ONEOFTWO CONTEMPORARY JEWELLERY showcases some of the area’s creative works. Dore Stockhausen and Marcus Foley have their workshop and gallery in the beautiful rural landscape of Nungurner. Their individually handcrafted jewellery is created from silver, yellow or white gold and palladium in combination with enamel, acrylic, glass and stones.

METUNG GALLEY RESTAURANT is a wonderful place to end the day. Felicity and Richard O’Byrne source local produce for breakfast, lunch and dinner and their efforts have been rewarded by being recommended in The Age Good Food Guide many years in a row!

MORPETH

morpeth - swan street

 

A two-hour drive north of Sydney took me to the stunning town of Morpeth. Founded in the 1820s, the river port was important for inland trading on the Hunter River plains. It grew crops for the young colony and in its hey day, had four railway stations, twelve wharves and eighteen pubs!
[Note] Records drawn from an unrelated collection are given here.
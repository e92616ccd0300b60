//! Resource models, one module per API family.

pub mod backup;
pub mod common;
pub mod flex;
pub mod governance;
pub mod guardrail;
pub mod project;
pub mod variable_set;
pub mod workspace;

pub use backup::{BackupPolicy, CreateBackupPolicyRequest, PolicyStatus, UpdateBackupPolicyRequest};
pub use common::Page;
pub use governance::{GovernancePolicy, InsightQuery};
pub use guardrail::{CreateGuardrailRequest, Guardrail, GuardrailCreated, UpdateGuardrailRequest};
pub use project::{CreateProjectRequest, Project, UpdateProjectRequest};
pub use variable_set::{CreateVariableSetRequest, Variable, VariableSet};
pub use workspace::{CreateWorkspaceRequest, DestroyTask, UpdateWorkspaceRequest, Workspace};
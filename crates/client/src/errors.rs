//! Error types for Meridian API operations.
//!
//! Error kinds are part of the public contract: callers pattern-match
//! on them, and `NotFound` in particular lets callers treat a missing
//! resource as idempotent absence.

use reqwest::StatusCode;
use thiserror::Error;

/// Main error type for the Meridian SDK.
///
/// Every operation returns either a typed success value or exactly one
/// of these kinds; errors are never swallowed and no retries are
/// attempted at this layer.
#[derive(Debug, Error)]
pub enum MeridianError {
    /// Invalid or missing construction input (missing credential,
    /// malformed endpoint).
    #[error("configuration error: {0}")]
    Configuration(String),

    /// The login exchange failed with a non-200 status.
    #[error("authentication failed (HTTP {status}): {body}")]
    Authentication { status: StatusCode, body: String },

    /// The target resource does not exist, whether reported by an HTTP
    /// 404 or by a filtered-list lookup that came back empty.
    #[error("not found: {0}")]
    NotFound(String),

    /// The server answered with a non-success status outside of the
    /// cases above.
    #[error("API request failed (HTTP {status}): {body}")]
    ApiRequest { status: StatusCode, body: String },

    /// A response body could not be decoded into the expected shape.
    #[error("failed to decode response: {0}")]
    Decoding(String),

    /// The underlying HTTP transport failed (DNS, connect, TLS, I/O).
    #[error("transport error: {0}")]
    Transport(#[from] reqwest::Error),
}

impl MeridianError {
    pub(crate) fn not_found(id: &str) -> Self {
        Self::NotFound(format!("resource '{id}' does not exist"))
    }

    /// HTTP status carried by this error, when one applies.
    #[must_use]
    pub fn status(&self) -> Option<StatusCode> {
        match self {
            Self::Authentication { status, .. } | Self::ApiRequest { status, .. } => Some(*status),
            _ => None,
        }
    }

    /// Whether this error reports a missing resource.
    #[must_use]
    pub fn is_not_found(&self) -> bool {
        matches!(self, Self::NotFound(_))
    }
}

/// Result type alias for Meridian operations.
pub type Result<T> = std::result::Result<T, MeridianError>;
In the late 1800s, the silting of the river and completion of the rail link between Newcastle and Sydney saw the decline of Morpeth’s importance as a trading port, and the town soon nodded off.

Besides the obvious decrease in pubs and wharves, image-wise, the appearance of this humble town hasn’t changed much from that in the above photo. Much of the old charm and character remains and Morpeth is a National Trust classified town.

Historic shopfronts, original wharves and even hitching posts are intact. Stone paved footpaths, heritage buildings and beautiful homely businesses are what makes Morpeth so special. There are restaurants, cafés, coffee shops and lots of specialty shopping to enjoy.

MISS LILY’S LOLLIES is just as popular with adults as it is with the kiddies. As well as local sweet treats, they have favourites from England, Scotland, Europe, New Zealand and the United States. The most common sound at Miss Lily’s is “WOW” as people see the huge range available. For many, it’s a trip back to childhood and most leave with a bag of cobbers, musk sticks and the creamiest fudge imaginable.

CAMPBELL’S STORE CRAFT CENTRE has thirteen specialty sections under one roof. Everything is of high quality and made by craftspeople across Australia. Leather goods, skincare, fine china and jewellery, wooden toys and puppets are all tempting. You’re encouraged to taste the jams, chutneys and fudge, local honey and the widest range of sauces imaginable.

It’s Christmas year-round, so stock up on puddings and unique trimmings and maybe take home a teddy from Morpeth Bears. Servant’s Quarters Tearoom is the place for scones, jam and cream or lunch and there’s a red caboose in the gardens for the children to enjoy.

MA BEATTIE’S CORDIALS are brewed using old-fashioned equipment. They are stirred by hand, bottled four at a time and packed ready to deliver. All ingredients are natural – including colouring – and are great value as they are mixed with water, soda, lemonade or your favourite alcohol and are delicious as an ice cream topping.

Choose from ginger beer, raspberry vinegar, sarsaparilla, orange, lemon and lime cordials, bitters, lemon and lime, portello and passionfruit.

There are helpful suggestions as to uses for Ma Beattie’s cordials, and unlike wine, you can taste as many as you like and be safe to drive!

MORPETH CONVENT GUEST HOUSE is an impressive place to stay, but it’s said to be haunted. Find out more about that on a Morpeth Ghost and History Tour.

The two-storey convent was built in 1909 as home of the Sisters of Mercy until 1980. Adjacent to the Church of the Immaculate Conception, and is now a charming bed-and-breakfast accommodation. Comfortable bedrooms were once cells. Stained glass chapel windows are a feature, and spacious verandahs upstairs and down give extensive views of the countryside.

MORPETH CONVENT GUEST HOUSE

 

LOCATION
Morpeth, two hours north of Sydney and Metung, East Gippsland in Victoria.